No, it sounds like the Pope’s failure was failing to take these charges seriously.

Here is a scenario for you: a Baptist deacon is told the pastor sexually abused several young children during a Bible Camp. The deacon spends months deciding if he should discuss the matter with anyone else, and if it is serious enough to require investigation.

In the end, he talks to the pastor, who, in Rev Lombardi’s phrasing, agrees to restrict his public ministry and accepts full responsibility for the gravity of his acts. The Baptist pastor moves on to another congregation and spends the rest of his life interacting with young children.

Would you defend the Baptists for their non-handling of that scenario?

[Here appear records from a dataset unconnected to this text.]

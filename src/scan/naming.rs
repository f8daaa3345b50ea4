//! Name-based component classification.
//!
//! Rules are evaluated in table order and the first one that fires decides
//! the verdict. A name that survives every rule moves on to the body checks
//! in `factory`.

use phf::phf_set;

use super::{ReasonCode, Verdict};

/// Syntactic context available to the name rules.
#[derive(Debug, Clone, Copy, Default, PartialEq, Eq)]
pub struct NameContext {
    /// The declaration defines a function (declaration, arrow or expression).
    pub is_function_like: bool,
    /// The body contains a markup-shaped expression.
    pub returns_markup: bool,
}

/// One entry of the rule table.
pub struct NameRule {
    pub reason: ReasonCode,
    pub rejects: fn(&str, &NameContext) -> bool,
}

/// Build-tool prefixes used for injected environment variables.
pub const ENV_PREFIXES: &[&str] = &[
    "REACT_APP_",
    "NEXT_PUBLIC_",
    "VITE_",
    "VUE_APP_",
    "GATSBY_",
    "EXPO_PUBLIC_",
    "STORYBOOK_",
];

/// Verbs that mark a function or predicate name.
pub const VERB_PREFIXES: &[&str] = &[
    "is", "has", "can", "should", "get", "set", "make", "create", "add", "remove", "delete",
    "update", "fetch", "load", "save", "parse", "format", "validate", "check", "compute",
    "calculate",
];

/// Suffixes of constant/config identifiers.
pub const CONFIG_SUFFIXES: &[&str] = &[
    "_DEFAULT", "_CONFIG", "_SETTINGS", "_OPTIONS", "_DARK", "_LIGHT", "_THEME", "_KEYS",
    "_TYPES", "_MAX", "_MIN", "_WIDTH", "_HEIGHT", "_SIZE", "_URL", "_API", "_HOST", "_PORT",
    "_TIMEOUT",
];

/// Language built-ins and framework internals that are never user components.
static RESERVED_NAMES: phf::Set<&'static str> = phf_set! {
    "React", "Component", "PureComponent", "Fragment", "StrictMode", "Suspense", "Profiler",
    "Children", "Context", "Provider", "Consumer",
    "Object", "Array", "String", "Number", "Boolean", "Symbol", "BigInt", "Date", "Math",
    "JSON", "Promise", "Map", "Set", "WeakMap", "WeakSet", "Error", "TypeError", "RegExp",
    "Function", "Proxy", "Reflect", "Intl", "Infinity", "NaN",
};

/// The ordered rule table.
pub static NAME_RULES: &[NameRule] = &[
    NameRule {
        reason: ReasonCode::NotPascalCase,
        rejects: |name, _| match name.chars().next() {
            Some(c) => !c.is_ascii_uppercase() && !c.is_ascii_digit() && c != '_',
            None => true,
        },
    },
    NameRule {
        reason: ReasonCode::LeadingDigit,
        rejects: |name, _| name.starts_with(|c: char| c.is_ascii_digit()),
    },
    NameRule {
        reason: ReasonCode::LeadingUnderscore,
        rejects: |name, _| name.starts_with('_'),
    },
    NameRule {
        reason: ReasonCode::ScreamingSnakeCase,
        rejects: |name, _| is_screaming_snake(name),
    },
    NameRule {
        reason: ReasonCode::EnvPrefix,
        rejects: |name, _| ENV_PREFIXES.iter().any(|p| name.starts_with(p)),
    },
    NameRule {
        reason: ReasonCode::VerbPrefix,
        rejects: |name, ctx| !ctx.returns_markup && has_verb_prefix(name),
    },
    NameRule {
        reason: ReasonCode::ConfigSuffix,
        rejects: |name, _| CONFIG_SUFFIXES.iter().any(|s| name.ends_with(s)),
    },
    NameRule {
        reason: ReasonCode::ReservedWord,
        rejects: |name, _| RESERVED_NAMES.contains(name),
    },
    NameRule {
        reason: ReasonCode::NotFunctionLike,
        rejects: |_, ctx| !ctx.is_function_like,
    },
];

/// Classify a declaration name using the built-in rule table.
pub fn classify_name(name: &str, ctx: &NameContext) -> Verdict {
    classify_name_with(name, ctx, &[])
}

/// Classify a name, treating `extra_reserved` as additional reserved words.
pub fn classify_name_with(name: &str, ctx: &NameContext, extra_reserved: &[String]) -> Verdict {
    for rule in NAME_RULES {
        let fires = (rule.rejects)(name, ctx)
            || (rule.reason == ReasonCode::ReservedWord
                && extra_reserved.iter().any(|r| r == name));
        if fires {
            return Verdict::Rejected(rule.reason);
        }
    }
    Verdict::Accepted
}

/// Contains `_` and every letter is uppercase.
fn is_screaming_snake(name: &str) -> bool {
    name.contains('_')
        && name
            .chars()
            .filter(|c| c.is_alphabetic())
            .all(|c| c.is_uppercase())
}

/// A verb prefix followed by an uppercase letter (`isOpen`, `GetUser`).
///
/// The first letter of the verb is matched case-insensitively so the rule
/// also sees PascalCase names that got past the case rule.
fn has_verb_prefix(name: &str) -> bool {
    VERB_PREFIXES.iter().any(|verb| {
        let Some(head) = name.get(..verb.len()) else {
            return false;
        };
        head.eq_ignore_ascii_case(verb)
            && head[1..] == verb[1..]
            && name[verb.len()..].starts_with(|c: char| c.is_ascii_uppercase())
    })
}

#[cfg(test)]
mod tests {
    use super::*;

    const FN_CTX: NameContext = NameContext {
        is_function_like: true,
        returns_markup: true,
    };

    fn reason(name: &str) -> Option<ReasonCode> {
        classify_name(name, &FN_CTX).reason()
    }

    #[test]
    fn test_lowercase_names_rejected() {
        for name in ["button", "isEnabled", "userCard", "$wrapper", ""] {
            assert_eq!(reason(name), Some(ReasonCode::NotPascalCase), "{name}");
        }
    }

    #[test]
    fn test_distinct_leading_reasons() {
        assert_eq!(reason("2FActor"), Some(ReasonCode::LeadingDigit));
        assert_eq!(reason("_Private"), Some(ReasonCode::LeadingUnderscore));
    }

    #[test]
    fn test_screaming_snake_rejected() {
        for name in ["API_URL", "MAX_RETRIES", "DB_HOST", "CONSTANT_NAME"] {
            assert_eq!(reason(name), Some(ReasonCode::ScreamingSnakeCase), "{name}");
        }
    }

    #[test]
    fn test_acronyms_and_digits_accepted() {
        for name in ["Form2FA", "APIClient", "HTTPStatus", "UserProfile", "Card"] {
            assert_eq!(classify_name(name, &FN_CTX), Verdict::Accepted, "{name}");
        }
    }

    #[test]
    fn test_env_prefix_with_mixed_case() {
        assert_eq!(reason("REACT_APP_apiBase"), Some(ReasonCode::EnvPrefix));
        // all-caps env vars are already screaming snake
        assert_eq!(
            reason("REACT_APP_CONFIG"),
            Some(ReasonCode::ScreamingSnakeCase)
        );
    }

    #[test]
    fn test_verb_prefix_needs_missing_markup() {
        let no_markup = NameContext {
            is_function_like: true,
            returns_markup: false,
        };
        assert_eq!(
            classify_name("GetUser", &no_markup).reason(),
            Some(ReasonCode::VerbPrefix)
        );
        assert_eq!(
            classify_name("IsMobile", &no_markup).reason(),
            Some(ReasonCode::VerbPrefix)
        );
        // markup wins: AddButton renders something
        assert_eq!(classify_name("AddButton", &FN_CTX), Verdict::Accepted);
        // not a verb boundary
        assert_eq!(classify_name("Canvas", &no_markup), Verdict::Accepted);
        assert_eq!(classify_name("Settings", &no_markup), Verdict::Accepted);
    }

    #[test]
    fn test_config_suffix() {
        assert_eq!(reason("Button_CONFIG"), Some(ReasonCode::ConfigSuffix));
        assert_eq!(reason("Header_HEIGHT"), Some(ReasonCode::ConfigSuffix));
    }

    #[test]
    fn test_reserved_words() {
        for name in ["React", "Fragment", "StrictMode", "Component", "Promise"] {
            assert_eq!(reason(name), Some(ReasonCode::ReservedWord), "{name}");
        }
        let extra = vec!["Layout".to_string()];
        assert_eq!(
            classify_name_with("Layout", &FN_CTX, &extra).reason(),
            Some(ReasonCode::ReservedWord)
        );
    }

    #[test]
    fn test_non_function_rejected_last() {
        let value = NameContext {
            is_function_like: false,
            returns_markup: false,
        };
        assert_eq!(
            classify_name("Theme", &value).reason(),
            Some(ReasonCode::NotFunctionLike)
        );
        // earlier rules still win
        assert_eq!(
            classify_name("API_URL", &value).reason(),
            Some(ReasonCode::ScreamingSnakeCase)
        );
    }

    #[test]
    fn test_rule_table_order() {
        let order: Vec<_> = NAME_RULES.iter().map(|r| r.reason).collect();
        assert_eq!(
            order,
            vec![
                ReasonCode::NotPascalCase,
                ReasonCode::LeadingDigit,
                ReasonCode::LeadingUnderscore,
                ReasonCode::ScreamingSnakeCase,
                ReasonCode::EnvPrefix,
                ReasonCode::VerbPrefix,
                ReasonCode::ConfigSuffix,
                ReasonCode::ReservedWord,
                ReasonCode::NotFunctionLike,
            ]
        );
    }
}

I wouldn’t!

Also, from the BBC article: “The Rev Peter Hullermann had been accused of abusing boys in the 1970s when the now Pope approved his 1980 transfer to Munich to receive psychological treatment for paedophilia. Hullermann was convicted in 1986 of abusing a youth, but stayed within the Church, serving as a village priest until 2008.”

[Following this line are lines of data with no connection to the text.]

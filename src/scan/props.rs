//! Props extraction from a component's parameter list.
//!
//! Destructured props are split with an explicit depth-tracking scan: nested
//! object/array defaults (`b = { c: 1, d: [2, 3] }`) and nested
//! destructuring must not end the scan early, which a single regex cannot
//! guarantee.

use super::source::{find_matching, ident_len, split_top_level};

/// What the first parameter of a component looks like.
#[derive(Debug, Clone, PartialEq, Eq)]
pub enum PropsShape {
    /// No parameters at all.
    None,
    /// `({ a, b })` - top-level keys in source order.
    Destructured(Vec<String>),
    /// `(props)` - props are read off the object as a whole.
    Identifier(String),
}

impl PropsShape {
    /// Prop names as recorded in a component record.
    pub fn into_names(self) -> Vec<String> {
        match self {
            PropsShape::Destructured(names) => names,
            PropsShape::None | PropsShape::Identifier(_) => Vec::new(),
        }
    }
}

/// The parameter text could not be scanned.
#[derive(Debug, Clone, Copy, PartialEq, Eq, thiserror::Error)]
pub enum PropsError {
    /// A bracket in the parameter list never closes (or closes twice).
    #[error("unbalanced brackets in parameter list")]
    Unbalanced,
}

/// Inspect the first parameter in `params` (masked text between the parens).
pub fn extract_props(params: &str) -> Result<PropsShape, PropsError> {
    let parts = split_top_level(params).ok_or(PropsError::Unbalanced)?;
    let first = parts.first().map(|p| p.trim()).unwrap_or("");

    if first.is_empty() {
        return Ok(PropsShape::None);
    }

    if first.starts_with('{') {
        let close = find_matching(first, 0).ok_or(PropsError::Unbalanced)?;
        return destructured_keys(&first[1..close]).map(PropsShape::Destructured);
    }

    let n = ident_len(first);
    if n > 0 {
        return Ok(PropsShape::Identifier(first[..n].to_string()));
    }

    // array destructuring or something exotic
    Ok(PropsShape::None)
}

/// Top-level keys of an object pattern body, deduplicated in order.
fn destructured_keys(inner: &str) -> Result<Vec<String>, PropsError> {
    let entries = split_top_level(inner).ok_or(PropsError::Unbalanced)?;
    let mut keys: Vec<String> = Vec::new();

    for entry in entries {
        let entry = entry.trim();
        if entry.is_empty() || entry.starts_with("...") {
            continue;
        }
        let n = ident_len(entry);
        if n == 0 {
            continue;
        }
        let key = &entry[..n];
        if !keys.iter().any(|k| k == key) {
            keys.push(key.to_string());
        }
    }

    Ok(keys)
}

#[cfg(test)]
mod tests {
    use super::*;

    fn names(params: &str) -> Vec<String> {
        extract_props(params).unwrap().into_names()
    }

    #[test]
    fn test_simple_destructuring() {
        assert_eq!(names("{ user, onSelect }"), vec!["user", "onSelect"]);
    }

    #[test]
    fn test_nested_defaults_do_not_split_early() {
        assert_eq!(names("{ a, b = { c: 1, d: [2,3] } }"), vec!["a", "b"]);
    }

    #[test]
    fn test_nested_destructuring_and_renames() {
        assert_eq!(
            names("{ user: { name, email }, items = [], onClick: handle, ...rest }"),
            vec!["user", "items", "onClick"]
        );
    }

    #[test]
    fn test_type_annotation_after_pattern() {
        assert_eq!(
            names("{ title, size = 'md' }: { title: string; size?: Size }"),
            vec!["title", "size"]
        );
    }

    #[test]
    fn test_default_callbacks_with_parens() {
        assert_eq!(
            names("{ onChange = (v) => set(v, { silent: true }), label }"),
            vec!["onChange", "label"]
        );
    }

    #[test]
    fn test_identifier_and_empty() {
        assert_eq!(
            extract_props("props").unwrap(),
            PropsShape::Identifier("props".to_string())
        );
        assert_eq!(extract_props("  ").unwrap(), PropsShape::None);
        assert!(names("props, ref").is_empty());
    }

    #[test]
    fn test_second_parameter_ignored() {
        assert_eq!(names("{ label }, ref"), vec!["label"]);
    }

    #[test]
    fn test_unbalanced_reports_error() {
        assert_eq!(extract_props("{ a, b = { c: 1 }"), Err(PropsError::Unbalanced));
        assert_eq!(extract_props("{ a ] }"), Err(PropsError::Unbalanced));
    }

    #[test]
    fn test_error_message() {
        let err: Box<dyn std::error::Error> = Box::new(PropsError::Unbalanced);
        assert_eq!(err.to_string(), "unbalanced brackets in parameter list");
    }

    #[test]
    fn test_duplicates_removed() {
        assert_eq!(names("{ a, a, b }"), vec!["a", "b"]);
    }
}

If he needed treatment for paedophilia, he needed severe church discipline as well - NOT secret counseling, and NOT remaining a priest for 22 years after a criminal conviction!

Sorry, but the Pope & the Catholic Church have dropped the ball on this. They don’t seem to think these cases are serious...just a “Priests will be Priests” attitude.

It is appalling.


28 posted on 03/25/2010 8:12:47 AM PDT by Mr Rogers (I loathe the ground he slithers on!)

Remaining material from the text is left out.